Ok now you are ready to transform your text data into a table of word frequencies. You are transforming the text from one kind of representation, words in order, into another kind, often referred to as a “bag of words” (which is just gross, but whatever). The technical term we will use is a “document-term matrix,” which when flipped around is a “term-document matrix.” This table has the following structure: rows are your documents (also called “observations”) and columns are your words (also called “features” or “variables”). The values in the cells are the number of times a word (feature) occurs in a document (observation). It’s one very simple command:
corpus1.dtm<-DocumentTermMatrix(corpus1, control=list(wordLengths=c(1,Inf)))
Here you see how you are running the function DocumentTermMatrix on the object “corpus1.” And we have added a bit called “wordLengths”. The TM package defaults to only keeping words of 3 or more letters in length. If you want “all” words, you need to tell it to keep words from length 1 to infinity, which is what we’ve done here.
Sometimes you might not just want to work with single words but potentially word pairs (also called “bigrams”) or any length sequence of words (also called “ngrams”). This is more often the case when you are working with part-of-speech analysis for example because there tend to be fewer parts of speech and thus capturing sequences doesn’t lead to utterly sparse data. When you look at word ngrams the frequencies at which any two words appear in sequence is incredibly low and so unless you have lots and lots of data this won’t tell you much. For most purposes words or 1grams are a fantastic tool. However if you did want to generate bigrams or any level ngram, here’s how:
> BigramTokenizer2 <- function(x)unlist(lapply(ngrams(words(x), 2), paste, collapse = ” “), use.names = FALSE)

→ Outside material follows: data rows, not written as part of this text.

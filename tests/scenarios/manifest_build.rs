//! Scenario: Vite build with a manifest
//!
//! Journey: a React app is built three times. Chunk identities come from the
//! build manifest, so a page component moving to another directory keeps its
//! published name as long as its code is unchanged.

use revtag::ArtifactKey;

use crate::support::Project;

const MANIFEST_V1: &str = r#"{
  "index.html": {
    "file": "assets/index.js",
    "name": "index",
    "src": "index.html",
    "isEntry": true,
    "dynamicImports": ["src/pages/Home.jsx"],
    "css": ["assets/index.css"]
  },
  "src/pages/Home.jsx": {
    "file": "assets/Home.js",
    "name": "Home",
    "src": "src/pages/Home.jsx",
    "isDynamicEntry": true
  }
}
"#;

const MANIFEST_MOVED: &str = r#"{
  "index.html": {
    "file": "assets/index.js",
    "name": "index",
    "src": "index.html",
    "isEntry": true,
    "dynamicImports": ["src/views/Home.jsx"]
  },
  "src/views/Home.jsx": {
    "file": "assets/Home.js",
    "name": "Home",
    "src": "src/views/Home.jsx",
    "isDynamicEntry": true
  }
}
"#;

const HTML: &[u8] = b"<script type=\"module\" src=\"/assets/index.js\"></script>\n";
const INDEX_JS: &[u8] = b"const Home = () => import(\"./Home.js\");\n";
const INDEX_JS_V2: &[u8] = b"const Home = () => import(\"./Home.js\");\nconsole.log(2);\n";
const HOME_JS: &[u8] = b"export default () => 'home';\n";

#[test]
fn scenario_three_builds_with_manifest() {
    let project = Project::new();

    // Build 1: everything is new
    project.emit_build(&[
        (".vite/manifest.json", MANIFEST_V1.as_bytes()),
        ("index.html", HTML),
        ("assets/index.js", INDEX_JS),
        ("assets/Home.js", HOME_JS),
    ]);
    let outcome = project.stamp("1");
    assert_eq!(outcome.report.new, 2);
    assert!(project.exists("assets/index.v1.js"));
    assert!(project.exists("assets/Home.v1.js"));
    assert!(project.read("index.html").contains("/assets/index.v1.js"));

    let ledger = project.ledger();
    let home = ledger.get(&ArtifactKey::chunk("src/pages/Home.jsx")).unwrap();
    assert_eq!(home.file_name(), "assets/Home.v1.js");

    // The manifest is passed through but follows the renames
    let manifest = project.read(".vite/manifest.json");
    assert!(manifest.contains("\"file\": \"assets/Home.v1.js\""), "{manifest}");

    // Build 2: Home.jsx moved to src/views, index.js changed
    project.emit_build(&[
        (".vite/manifest.json", MANIFEST_MOVED.as_bytes()),
        ("index.html", HTML),
        ("assets/index.js", INDEX_JS_V2),
        ("assets/Home.js", HOME_JS),
    ]);
    let outcome = project.stamp("2");
    assert_eq!(outcome.report.reused, 1);
    assert_eq!(outcome.report.changed, 1);
    assert!(project.exists("assets/Home.v1.js"));
    assert!(project.exists("assets/index.v2.js"));
    assert!(project
        .read("assets/index.v2.js")
        .contains("import(\"./Home.v1.js\")"));

    // the ledger follows the new identity and forgets the old one
    let ledger = project.ledger();
    assert!(ledger.get(&ArtifactKey::chunk("src/pages/Home.jsx")).is_none());
    assert_eq!(
        ledger
            .get(&ArtifactKey::chunk("src/views/Home.jsx"))
            .unwrap()
            .version(),
        "1"
    );

    // Build 3: nothing changed
    project.emit_build(&[
        (".vite/manifest.json", MANIFEST_MOVED.as_bytes()),
        ("index.html", HTML),
        ("assets/index.js", INDEX_JS_V2),
        ("assets/Home.js", HOME_JS),
    ]);
    let outcome = project.stamp("3");
    assert_eq!(outcome.report.reused, 2);
    assert_eq!(outcome.report.new + outcome.report.changed, 0);
    assert!(project.exists("assets/index.v2.js"));
    assert!(!project.exists("assets/index.v3.js"));
}

#[test]
fn scenario_structured_references_follow_renames() {
    let project = Project::new();
    project.emit_build(&[
        (".vite/manifest.json", MANIFEST_V1.as_bytes()),
        ("assets/index.js", INDEX_JS),
        ("assets/Home.js", HOME_JS),
    ]);

    let outcome = project.stamp("4");

    let index = outcome
        .artifacts
        .iter()
        .find(|a| a.key() == &ArtifactKey::chunk("index.html"))
        .unwrap();
    assert_eq!(
        index.references().unwrap().dynamic_imports,
        vec!["assets/Home.v4.js".to_string()]
    );
    assert_eq!(outcome.final_name_of("assets/Home.js"), "assets/Home.v4.js");
}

First create a function that says how many words in sequence you want to gather. The “2” above is what you need to change — if you want 3grams then you put (words(x), 3), etc. If you want to capture one grams and bigrams, then you would do the following:
> BigramTokenizer12 <- function(x)unlist(lapply(ngrams(words(x), 1:2), paste, collapse = ” “), use.names = FALSE)
To run this function when making your document term matrix, you run the Document Term Matrix function and add the Bigram Tokenizer function inside:
> dtm.bigram <- DocumentTermMatrix(model, control=list(tokenize = BigramTokenizer2, wordLengths=c(1,Inf))) # control=list(wordLengths=c(1,Inf))
What this outputs is a table with all pairs of words that appear in your documents. It is massive, which is another reason to avoid using them if you can help it.